There is NO answer to ANY problem that does not entail trade offs. These people demand solutions that have no cost limits, no trade offs. Their manner is not to look for solutions, but to look for faults in the solutions that they demand from others.
Yes, it's so.
Why? Geez, it's pretty obvious. Listen to a Dimocrat speak.
Yes, until their guidance system had a little glitch and they fried a major population center.
"no new refineries have been built in the USA since the 1950's"
Since the 70's actually.
The University of New Hampshire is conducting tests on that very theory. They have a process worked out to produce oil from microbes and have suggested that we turn the Salton Sea in California into a giant oil-producing "farm" using oil-extruding microbes.
Cool. Bet it'll smell to high heaven though.
I don't care if we develop fancy new energy sources, as long as its a product of the free market, and not compelled on us by the EPA. If we could just leave the economy alone, these issues would not require intervention.
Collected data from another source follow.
use crate::handlers::Action;
use crate::require_str;
use async_trait::async_trait;
use serde_json::json;
use stepcore::{HandlerError, Properties};
use stepruntime::StepOutcome;

/// Logs the page it would open; there is no browser behind it
pub struct OpenPageAction;

#[async_trait]
impl Action for OpenPageAction {
    fn type_id(&self) -> &str {
        "open_page"
    }

    async fn execute(&self, props: &Properties) -> Result<StepOutcome, HandlerError> {
        let url = require_str(props, "url")?;
        if !(url.starts_with("http://") || url.starts_with("https://")) {
            return Ok(StepOutcome::failure(format!("Not a web URL: {}", url)));
        }

        tracing::info!("Opening page {}", url);
        Ok(StepOutcome::success().with_output(json!({ "opened": url })))
    }
}
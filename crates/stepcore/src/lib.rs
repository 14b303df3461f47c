//! Core model for the step flow editor
//!
//! This crate provides the step type catalog, the workflow graph with its
//! editing invariants, the persisted flow format and the progress event
//! types. It has no execution logic.

pub mod catalog;
mod error;
mod events;
mod flow;
mod graph;
mod registry;
mod render;

pub use error::{FlowError, HandlerError, ImportError, ImportIssue, RegistryError, RunError};
pub use events::{
    EventBus, ProgressEvent, ProgressSink, RunId, RunOutcome, StepProgress, StepStatus,
};
pub use flow::{FlowDocument, FlowEdge, FlowPosition, FlowStep, ImportSummary, FLOW_VERSION};
pub use graph::{
    Edge, EdgeId, Endpoint, GraphSettings, GraphSnapshot, Port, Position, Properties,
    RewirePolicy, Step, StepId, WorkflowGraph,
};
pub use registry::{
    load_catalog_dir, load_catalog_file, EnabledSetProvider, FieldSpec, FieldType,
    StepTypeDefinition, TypeRegistry, START_CATEGORY,
};
pub use render::Renderer;

/// Result type for flow operations
pub type Result<T> = std::result::Result<T, FlowError>;
use crate::executor::{ExecutionEngine, RunReport};
use crate::handler::StepHandler;
use serde::{Deserialize, Serialize};
use std::collections::HashMap;
use std::path::Path;
use std::sync::{Arc, Mutex, MutexGuard, PoisonError};
use stepcore::{
    EventBus, FlowError, GraphSettings, ImportSummary, ProgressEvent, Renderer, Result, StepId,
    TypeRegistry, WorkflowGraph, START_CATEGORY,
};
use tokio::sync::{broadcast, RwLock};
use tokio_util::sync::CancellationToken;

/// Session configuration
#[derive(Debug, Clone, Serialize, Deserialize)]
#[serde(default)]
pub struct SessionConfig {
    pub graph: GraphSettings,
    /// Category whose steps seed the run order
    pub start_category: String,
    /// Interval of the timer-backed tick source
    pub tick_interval_ms: u64,
    pub event_buffer_size: usize,
}

impl Default for SessionConfig {
    fn default() -> Self {
        Self {
            graph: GraphSettings::default(),
            start_category: START_CATEGORY.to_string(),
            tick_interval_ms: 16,
            event_buffer_size: 1000,
        }
    }
}

impl SessionConfig {
    pub fn from_file(path: &Path) -> Result<Self> {
        let text = std::fs::read_to_string(path)?;
        Ok(serde_json::from_str(&text)?)
    }
}

/// Editing session: one graph, its registry and at most one active run
pub struct FlowSession {
    registry: Arc<TypeRegistry>,
    graph: Arc<RwLock<WorkflowGraph>>,
    engine: ExecutionEngine,
    event_bus: Arc<EventBus>,
    active_run: Mutex<Option<CancellationToken>>,
    last_results: RwLock<HashMap<StepId, serde_json::Value>>,
    config: SessionConfig,
}

impl FlowSession {
    pub fn new(registry: Arc<TypeRegistry>, config: SessionConfig) -> Self {
        tracing::info!(
            "Creating flow session ({} step types, start category '{}')",
            registry.len(),
            config.start_category
        );

        Self {
            registry,
            graph: Arc::new(RwLock::new(WorkflowGraph::with_settings(
                config.graph.clone(),
            ))),
            engine: ExecutionEngine::new(config.start_category.clone()),
            event_bus: Arc::new(EventBus::new(config.event_buffer_size)),
            active_run: Mutex::new(None),
            last_results: RwLock::new(HashMap::new()),
            config,
        }
    }

    pub fn config(&self) -> &SessionConfig {
        &self.config
    }

    pub fn registry(&self) -> &Arc<TypeRegistry> {
        &self.registry
    }

    pub fn graph(&self) -> &Arc<RwLock<WorkflowGraph>> {
        &self.graph
    }

    pub fn engine(&self) -> &ExecutionEngine {
        &self.engine
    }

    pub fn event_bus(&self) -> &Arc<EventBus> {
        &self.event_bus
    }

    pub fn subscribe_events(&self) -> broadcast::Receiver<ProgressEvent> {
        self.event_bus.subscribe()
    }

    pub async fn attach_renderer(&self, renderer: Arc<dyn Renderer>) {
        self.graph.write().await.set_renderer(Some(renderer));
    }

    pub async fn import_json(&self, text: &str) -> Result<ImportSummary> {
        let mut graph = self.graph.write().await;
        Ok(graph.import_json(text, &self.registry)?)
    }

    pub async fn export_json(&self) -> Result<String> {
        Ok(self.graph.read().await.export_json()?)
    }

    pub async fn load_file(&self, path: &Path) -> Result<ImportSummary> {
        let text = tokio::fs::read_to_string(path).await?;
        self.import_json(&text).await
    }

    /// Run a snapshot of the current graph.
    ///
    /// Edits made while the run is in flight apply to the next run only.
    pub async fn run(&self, handler: &dyn StepHandler) -> Result<RunReport> {
        let token = {
            let mut active = self.active_run();
            if active.is_some() {
                return Err(FlowError::RunInProgress);
            }
            let token = CancellationToken::new();
            *active = Some(token.clone());
            token
        };
        let _guard = ActiveRun(&self.active_run);

        let snapshot = self.graph.read().await.snapshot();
        let report = self
            .engine
            .run(&snapshot, handler, self.event_bus.as_ref(), &token)
            .await;

        *self.last_results.write().await = report.results.clone();
        Ok(report)
    }

    /// Cancel the active run. It stops before its next step.
    pub fn stop(&self) -> bool {
        match self.active_run().as_ref() {
            Some(token) => {
                tracing::info!("Stopping active run");
                token.cancel();
                true
            }
            None => false,
        }
    }

    pub fn is_running(&self) -> bool {
        self.active_run().is_some()
    }

    /// Outputs of the steps that succeeded in the most recent run
    pub async fn last_results(&self) -> HashMap<StepId, serde_json::Value> {
        self.last_results.read().await.clone()
    }

    fn active_run(&self) -> MutexGuard<'_, Option<CancellationToken>> {
        self.active_run.lock().unwrap_or_else(PoisonError::into_inner)
    }
}

/// Clears the active-run slot even when the run future is dropped
struct ActiveRun<'a>(&'a Mutex<Option<CancellationToken>>);

impl Drop for ActiveRun<'_> {
    fn drop(&mut self) {
        *self.0.lock().unwrap_or_else(PoisonError::into_inner) = None;
    }
}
Free markets are incredibly efficient at making a cost-benefit analysis, and developing practical solutions to economic needs. If it becomes economical to run our cars on sunlight, fuel cells, or twizzlers, and there's a realistic chance of it working, then it would happen. If looking for more oil is the best approach, then the economy will do that instead. If in 100 or 200 years we start to actually have problems finding oil, then marketable solutions will be found. It's when we adopt this Master Plan mentality of subsidies and regulations that we end up causing problems. The OPEC oligopoly does try to rig prices, but the market factors that in as well. We need to stop suppressing domestic energy companies, and maybe even let them build refineries once in a while.
"Earth Firsters" want to end all of civilization...letting the goat herds free.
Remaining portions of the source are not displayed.